When I  became a Christ-follower and soon after a husband, my narrative identity changed radically regarding how I understood myself, what life actually meant; what the good - as in virtuous, moral, loving, true - life looked like apart from much of what I assumed prior. I changed my understanding and conformed my way of life around what really mattered as defined by following Christ. I still worked and lived in American culture, but not in an unexamined way. I now had a narrative identity which challenged the story I'd lived before and the meaning of life I'd accepted uncritically: as in what really is of transcendent worth and what isn't.

While the recognizability and expressing of my personality did not alter genetically at regeneration, my narrative identity was revolutionized spiritually, ethically and morally: first below the surface and then in my attitudes and behaviors as i took seriously the reality of sin. I gave my heart to the way of life revealed in the Scriptures and let be influenced by the indwelling unction of the Spirit. I became a new creation and still remained Kit within this new narrative identity.

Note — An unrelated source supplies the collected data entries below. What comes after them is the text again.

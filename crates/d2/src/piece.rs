//! Pattern pieces and their precomputed rotation variants.

use marker_core::geom::{self, Point, EPS};
use marker_core::{Error, Polygon, Result};

#[cfg(feature = "serde")]
use serde::{Deserialize, Serialize};

/// One orientation of a piece.
///
/// The outline is rotated about the original polygon's centroid and then
/// translated so its bounding box starts at the origin. The origin is the
/// reference point used by the NFP, the IFP and [`marker_core::Placement`].
#[derive(Debug, Clone)]
#[cfg_attr(feature = "serde", derive(Serialize, Deserialize))]
pub struct RotationVariant {
    /// Rotation angle in degrees, normalized to [0, 360).
    pub angle: f64,
    /// Normalized outline.
    pub polygon: Vec<Point>,
    /// Convex hull of the normalized outline (counter-clockwise).
    pub hull: Vec<Point>,
    /// Bounding-box width.
    pub width: f64,
    /// Bounding-box height.
    pub height: f64,
}

impl RotationVariant {
    fn new(original: &Polygon, angle: f64) -> Self {
        let angle = geom::normalize_angle(angle);
        let polygon = geom::normalize(&original.rotated_about_centroid(angle).into_points());
        let bbox = geom::bbox(&polygon);
        Self {
            angle,
            hull: geom::convex_hull(&polygon),
            width: bbox.width(),
            height: bbox.height(),
            polygon,
        }
    }
}

/// A pattern piece ready for nesting.
///
/// Immutable after construction; every strategy run and optimizer generation
/// shares the same variants read-only.
#[derive(Debug, Clone)]
#[cfg_attr(feature = "serde", derive(Serialize, Deserialize))]
pub struct Piece {
    id: usize,
    original: Polygon,
    area: f64,
    variants: Vec<RotationVariant>,
}

impl Piece {
    /// Builds a piece from its outline and candidate rotation angles.
    ///
    /// Fails for fewer than 3 distinct points, non-finite coordinates or zero
    /// area. Duplicate angles (after normalization) are dropped; an empty
    /// angle list means "no rotation".
    pub fn new(id: usize, points: Vec<Point>, angles: &[f64]) -> Result<Self> {
        let original = Polygon::new(points);
        original
            .validate()
            .map_err(|e| Error::InvalidGeometry(format!("piece {}: {}", id, e)))?;

        let mut unique: Vec<f64> = Vec::with_capacity(angles.len().max(1));
        for &angle in angles {
            let angle = geom::normalize_angle(angle);
            if !unique.iter().any(|&a| (a - angle).abs() < EPS) {
                unique.push(angle);
            }
        }
        if unique.is_empty() {
            unique.push(0.0);
        }

        let variants = unique
            .iter()
            .map(|&angle| RotationVariant::new(&original, angle))
            .collect();

        Ok(Self {
            id,
            area: original.area(),
            original,
            variants,
        })
    }

    /// Source index of the piece.
    pub fn id(&self) -> usize {
        self.id
    }

    /// The polygon as received from the caller.
    pub fn original(&self) -> &Polygon {
        &self.original
    }

    /// Outline area (identical for every variant).
    pub fn area(&self) -> f64 {
        self.area
    }

    /// All rotation variants, in angle-list order.
    pub fn variants(&self) -> &[RotationVariant] {
        &self.variants
    }

    /// Returns one rotation variant.
    pub fn variant(&self, index: usize) -> Option<&RotationVariant> {
        self.variants.get(index)
    }

    /// Number of rotation variants.
    pub fn variant_count(&self) -> usize {
        self.variants.len()
    }

    /// Width of the first variant.
    pub fn width(&self) -> f64 {
        self.variants.first().map_or(0.0, |v| v.width)
    }

    /// Height of the first variant.
    pub fn height(&self) -> f64 {
        self.variants.first().map_or(0.0, |v| v.height)
    }

    /// Indices of the variants no wider than `usable_width`.
    pub fn fitting_variants(&self, usable_width: f64) -> impl Iterator<Item = usize> + '_ {
        self.variants
            .iter()
            .enumerate()
            .filter(move |(_, v)| v.width <= usable_width + EPS)
            .map(|(i, _)| i)
    }

    /// Returns true if at least one variant fits across `usable_width`.
    pub fn fits_width(&self, usable_width: f64) -> bool {
        self.fitting_variants(usable_width).next().is_some()
    }
}

/// Axis-aligned rectangle outline with its lower-left corner at the origin.
pub fn rectangle(width: f64, height: f64) -> Vec<Point> {
    vec![(0.0, 0.0), (width, 0.0), (width, height), (0.0, height)]
}

/// Regular `n`-gon approximating a circle (at least 8 vertices).
pub fn circle(radius: f64, n: usize) -> Vec<Point> {
    let n = n.max(8);
    let step = std::f64::consts::TAU / n as f64;
    (0..n)
        .map(|i| {
            let angle = i as f64 * step;
            (radius * angle.cos() + radius, radius * angle.sin() + radius)
        })
        .collect()
}

/// L-shaped outline: a `width` x `height` rectangle with the top-right
/// corner cut away above `notch_height` and right of `notch_width`.
pub fn l_shape(width: f64, height: f64, notch_width: f64, notch_height: f64) -> Vec<Point> {
    vec![
        (0.0, 0.0),
        (width, 0.0),
        (width, notch_height),
        (notch_width, notch_height),
        (notch_width, height),
        (0.0, height),
    ]
}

Forty-two years later, the narrative identity I live today has matured, expanded, deepened, and transformed me beyond what I couldn't have even conceived when I agreed with Christ to give him me. I cannot see any other identity as being of more worth than this one which has bound my heart to the most meaningful STORY in the universe; in fact, the one which gives inestimable value to, animates, and sustains all of Creation. I still live it needing help daily, but this narrative compels and sustains me like no other. I neither seek nor desire  another spiritual identity. I apprehend no other narrative through which people find essential meaning, whether it be political, social, professional, ethnic, sexual, artistic, cultural, or national that would have the power to draw my heart away toward a new narrative identity. I've examined them all and can find no equivalently transcendent meaning which compares in ultimate value. Certainly, there is value and meaning in all of them, but not in a first things way.

Based on the last forty-two years of discovery, exploration, and growth, I can't predict how my narrative identity will continue to develop, but I can attest I will stay put in my Christ-knowing, Christ-loving and Christ-following narrative until my days come to an end here. I've much still to learn and change and grasp, but I've had four-plus decades to examine Christ and His patient, gracious work with the likes of me. Nothing else in this mysterious, beautiful, tormented, astounding  Creation compares; not even close.